● Recorded information:
........
use super::kernels::{self, Activation, Padding, CONV_ACTS};
use super::{check_target, ComputeVariant};
use crate::arch::dpu::field::{FieldMap, Fields};
use crate::arch::dpu::quant::dpu_round;
use crate::arch::dpu::shape::ShapeDescriptor;
use crate::arch::dpu::Dpu;
use crate::arch::profile::{ActType, ExecMode, Profile};
use crate::check;
use crate::error::{DpuError, Result};

pub const MAX_SHIFT_BIAS: i64 = 20;
/// Base row addresses one instruction may walk through.
const ADDR_GROUPS: usize = 4;

/// `s >= 32` encodes a left shift by `s - 32`, anything below a right shift.
fn prelu_shift(s: i64) -> i64 {
  if s >= 32 {
    s - 32
  } else {
    -s
  }
}

#[derive(Debug, Clone)]
pub struct DirectAlu {
  mode: ExecMode,
  act: ActType,

  jump_read: usize,
  jump_read_endl: usize,
  jump_read_weights: usize,
  jump_write: usize,
  jump_write_endl: usize,
  shift_cut: i64,
  shift_bias: i64,
  stride: (usize, usize),
  stride_offset_in: usize,
  stride_offset_out: usize,
  stride_out: usize,
  channel_offset: usize,
  multi_factor: i8,
  kernel: (usize, usize),
  /// (positive, negative) slope shifts of LEAKYRELU / PRELU.
  shift_prelu: (i64, i64),

  bank_id_in: u32,
  bank_addr_in: [usize; ADDR_GROUPS],
  bank_id_out: u32,
  bank_addr_out: usize,
  bank_addr_weights: usize,
  bank_addr_bias: usize,
  pad: Padding,

  pp: usize,
  cp: usize,
  ic: usize,
  src_h: usize,
  real_src_h: usize,
  src_w: usize,
  dst_h: usize,
  real_dst_h: usize,
  dst_w: usize,

  img: Vec<i8>,
  weights: Vec<i8>,
  weights16: Vec<i16>,
  prelu: Vec<i8>,
  bias: Vec<i8>,
  acc: Vec<i64>,
  rlt: Vec<i8>,
}

impl DirectAlu {
  pub fn decode(init: &FieldMap, f: &FieldMap, profile: &Profile) -> Result<Self> {
    let mode = profile.exec_mode(init.field("exec_mode")?)?;
    let act = ActType::from_code(init.field_or("act_type", 0))?;
    let shift_bias = init.field_or("shift_bias", 0);
    check!(
      shift_bias <= MAX_SHIFT_BIAS,
      DpuError::param(format!("shift_bias {} > {}", shift_bias, MAX_SHIFT_BIAS))
    );
    let kernel = (init.field_usize("kernel_h")?, init.field_usize("kernel_w")?);
    let stride = (init.field_usize("stride_h")?, init.field_usize("stride_w")?);
    let kernel_d = f.field_or("kernel_d", 1);
    check!(kernel_d == 1, DpuError::param(format!("kernel_d {} (only 1 is modelled)", kernel_d)));
    check!(
      kernel.0 >= 1 && kernel.1 >= 1 && stride.0 >= 1 && stride.1 >= 1,
      DpuError::param(format!("kernel {:?} / stride {:?} must be positive", kernel, stride))
    );
    if matches!(mode, ExecMode::Leakyrelu | ExecMode::Prelu | ExecMode::Hsigmoid) {
      check!(
        kernel == (1, 1) && stride == (1, 1),
        DpuError::param(format!("{:?} needs kernel 1x1 and stride 1, got {:?} / {:?}", mode, kernel, stride))
      );
    }

    let pp_alu = profile.alu.pixel_parallel;
    let pp = profile.conv.pixel_parallel;
    let cp = profile.alu.channel_parallel;
    let vpp = f.field_usize("valid_pixel_parallel")?;
    check!(
      vpp >= 1 && vpp <= pp_alu,
      DpuError::param(format!("valid_pixel_parallel {} outside 1..={}", vpp, pp_alu))
    );
    check!(pp_alu <= pp, DpuError::param(format!("alu pixel parallel {} > conv pixel parallel {}", pp_alu, pp)));

    let length = init.field_usize("length")?;
    check!(length >= 1, DpuError::param("length must be positive"));
    let stride_out = init.field_usize("stride_out")?;
    check!(stride_out > 0, DpuError::param("stride_out must be positive"));
    let ic = init.field_usize("channel_group")? * cp;
    let channel_offset = init.field_or("channel_offset", 0).max(0) as usize;
    check!(
      channel_offset <= ic,
      DpuError::param(format!("channel_offset {} > channels {}", channel_offset, ic))
    );

    let src_h = (pp_alu - 1) * stride.0 + kernel.0;
    let real_src_h = (vpp - 1) * stride.0 + kernel.0;
    let src_w = (length - 1) * stride.1 + kernel.1;
    let (dst_h, dst_w) = (pp_alu, length);
    let rlt_fill = if matches!(mode, ExecMode::Maxpool | ExecMode::Maxreduce) { i8::MIN } else { 0 };
    let taps = kernel.0 * kernel.1 * ic;

    Ok(Self {
      mode,
      act,
      jump_read: init.field_usize("jump_read")?,
      jump_read_endl: init.field_usize("jump_read_endl")?,
      jump_read_weights: init.field_or("jump_read_weights", 0).max(0) as usize,
      jump_write: init.field_usize("jump_write")?,
      jump_write_endl: init.field_usize("jump_write_endl")?,
      shift_cut: init.field("shift_cut")?,
      shift_bias,
      stride,
      stride_offset_in: init.field_or("stride_offset_in", 0).max(0) as usize,
      stride_offset_out: init.field_or("stride_offset_out", 0).max(0) as usize,
      stride_out,
      channel_offset,
      multi_factor: init.field_or("multi_factor", 0) as i8,
      kernel,
      shift_prelu: (
        prelu_shift(init.field_or("shift_prelu_p", 0)),
        prelu_shift(init.field_or("shift_prelu_n", 0)),
      ),
      bank_id_in: f.field_u32("bank_id_in")?,
      bank_addr_in: [
        f.field_usize("bank_addr_in")?,
        f.field_or("bank_addr_in_1", 0).max(0) as usize,
        f.field_or("bank_addr_in_2", 0).max(0) as usize,
        f.field_or("bank_addr_in_3", 0).max(0) as usize,
      ],
      bank_id_out: f.field_u32("bank_id_out")?,
      bank_addr_out: f.field_usize("bank_addr_out")?,
      bank_addr_weights: f.field_or("bank_addr_weights", 0).max(0) as usize,
      bank_addr_bias: f.field_or("bank_addr_bias", 0).max(0) as usize,
      pad: Padding {
        left: f.field_or("pad_left", 0),
        top: f.field_or("pad_top", 0),
        right: f.field_or("pad_right", 0),
        bottom: f.field_or("pad_bottom", 0),
      },
      pp,
      cp,
      ic,
      src_h,
      real_src_h,
      src_w,
      dst_h,
      real_dst_h: vpp,
      dst_w,
      img: vec![0; src_h * src_w * ic],
      weights: vec![0; taps],
      weights16: vec![0; taps],
      prelu: vec![0; ic],
      bias: vec![0; ic],
      acc: Vec::new(),
      rlt: vec![rlt_fill; dst_h * dst_w * ic],
    })
  }

  pub fn mode(&self) -> ExecMode {
    self.mode
  }

  /// Output pixels as written by `save`, `real_dst_h x dst_w x channels`.
  pub fn result(&self) -> &[i8] {
    &self.rlt[..self.real_dst_h * self.dst_w * self.ic]
  }

  fn img_shape(&self) -> ShapeDescriptor {
    ShapeDescriptor::new(&[self.src_h, self.src_w, self.ic])
  }

  fn rlt_shape(&self) -> ShapeDescriptor {
    ShapeDescriptor::new(&[self.dst_h, self.dst_w, self.ic])
  }

  fn read_image(&mut self, dpu: &Dpu) -> Result<()> {
    check!(
      self.stride_offset_in < self.stride.0,
      DpuError::param(format!("stride_offset_in {} >= stride_h {}", self.stride_offset_in, self.stride.0))
    );
    let pp = self.pp as u32;
    let base = (self.bank_id_in / pp) * pp;
    let mut bank_id = self.bank_id_in;
    let mut offset = self.stride_offset_in;
    let mut group = 0;
    let row_len = self.src_w * self.ic;
    for h in 0..self.real_src_h {
      check!(
        group < ADDR_GROUPS,
        DpuError::param(format!("input rows walk past the {} base addresses", ADDR_GROUPS))
      );
      let bank = dpu.banks.get(bank_id)?;
      let depth = bank.depth();
      let row = &mut self.img[h * row_len..(h + 1) * row_len];
      for (w, px) in row.chunks_mut(self.ic).enumerate() {
        let addr = (self.bank_addr_in[group] + offset * self.jump_read_endl + w * self.jump_read) % depth;
        bank.read(addr, px)?;
      }
      offset += 1;
      if offset == self.stride.0 {
        offset = 0;
        bank_id += 1;
        if bank_id == base + pp {
          bank_id = base;
          group += 1;
        }
      }
    }
    Ok(())
  }

  fn read_weights(&mut self, dpu: &Dpu) -> Result<()> {
    let bank = dpu.banks.in_group(&dpu.profile.alu.weight_bank, 0)?;
    let depth = bank.depth();
    let (kh, kw) = self.kernel;
    let ic = self.ic;
    for a in 0..kh {
      for b in 0..kw {
        let addr = (self.bank_addr_weights + a * kw * self.jump_read_weights + b * self.jump_read_weights) % depth;
        let dst = a * kw * ic + b * ic;
        if self.mode == ExecMode::Dwcvw16b0 {
          let raw = bank.read_vec(addr, 2 * ic)?;
          for (w, pair) in self.weights16[dst..dst + ic].iter_mut().zip(raw.chunks(2)) {
            *w = i16::from_le_bytes([pair[0] as u8, pair[1] as u8]);
          }
        } else {
          bank.read(addr, &mut self.weights[dst..dst + ic])?;
        }
      }
    }
    Ok(())
  }

  fn depthwise(&mut self, dpu: &Dpu) -> Result<()> {
    let shape = self.img_shape();
    let (kh, kw, ic, cp) = (self.kernel.0, self.kernel.1, self.ic, self.cp);
    let mut acc = vec![0i64; self.dst_h * self.dst_w * ic];
    let this = &*self;
    dpu.pool.for_each_chunk(&mut acc, self.dst_w * ic, |oh, row| {
      kernels::dw_conv_row(&this.img, &shape, this.real_src_h, this.kernel, this.stride, oh, row, |a, b, k| {
        let tap = a * kw * ic + b * ic + k;
        if this.mode == ExecMode::Dwcvw16b0 {
          // one 16-bit weight per channel-parallel lane group
          this.weights16[tap - k % cp] as i64
        } else {
          this.weights[tap] as i64
        }
      });
      Ok(())
    })?;
    debug!("dwconv {}x{} taps over {} rows", kh, kw, self.real_src_h);
    self.acc = acc;
    Ok(())
  }

  fn add_bias(&mut self) {
    let ic = self.ic;
    let factor = kernels::pow2(self.shift_bias);
    for (i, a) in self.acc.iter_mut().enumerate() {
      *a = (*a as f64 * 2.0 + self.bias[i % ic] as f64 * factor) as i64;
    }
  }

  fn requantize(&mut self) -> Result<()> {
    let act = Activation::plain(self.act);
    let sc = self.shift_cut;
    for (r, &a) in self.rlt.iter_mut().zip(&self.acc) {
      let v = match self.mode {
        ExecMode::Dwcv => a as f64 / kernels::pow2(sc + 1),
        ExecMode::Dwcvb0 => a as f64 / kernels::pow2(sc),
        _ => a as f64 * 2.0 / kernels::pow2(sc + 1),
      };
      *r = dpu_round(act.apply(v, CONV_ACTS)?);
    }
    Ok(())
  }

  /// Negative inputs scale by `slope(k)` and shift by the negative shift,
  /// everything else by the positive shift.
  fn slope<F: Fn(usize) -> f64>(&mut self, slope: F) {
    let (pos, neg) = (kernels::pow2(self.shift_prelu.0), kernels::pow2(self.shift_prelu.1));
    let n = self.dst_h * self.dst_w * self.ic;
    for i in 0..n {
      let mut t = self.img[i] as f64;
      if t < 0.0 {
        t *= slope(i % self.ic);
      }
      t /= if t < 0.0 { neg } else { pos };
      self.rlt[i] = dpu_round(t);
    }
  }

  fn ave_pool(&mut self) {
    let shape = self.img_shape();
    let (kh, kw) = self.kernel;
    let (sh, sw) = self.stride;
    let factor = kernels::pow2(kernels::legacy_shift_cut(self.shift_cut));
    let mf = self.multi_factor as f32;
    let mut i = 0;
    while i + kh <= self.real_src_h {
      let mut j = 0;
      while j + kw <= self.src_w {
        for k in 0..self.ic {
          let mut sum = 0f32;
          for a in 0..kh {
            for b in 0..kw {
              sum += self.img[shape.offset(&[i + a, j + b, k])] as f32;
            }
          }
          let v = ((sum * mf) as f64 * factor) as f32;
          self.rlt[(i / sh) * self.dst_w * self.ic + (j / sw) * self.ic + k] = dpu_round(v as f64);
        }
        j += sw;
      }
      i += sh;
    }
  }
}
........
● Brief:
The answer must be every line of the entries that includes the word "banks".

● Expected answer:
      let bank = dpu.banks.get(bank_id)?;
    let bank = dpu.banks.in_group(&dpu.profile.alu.weight_bank, 0)?;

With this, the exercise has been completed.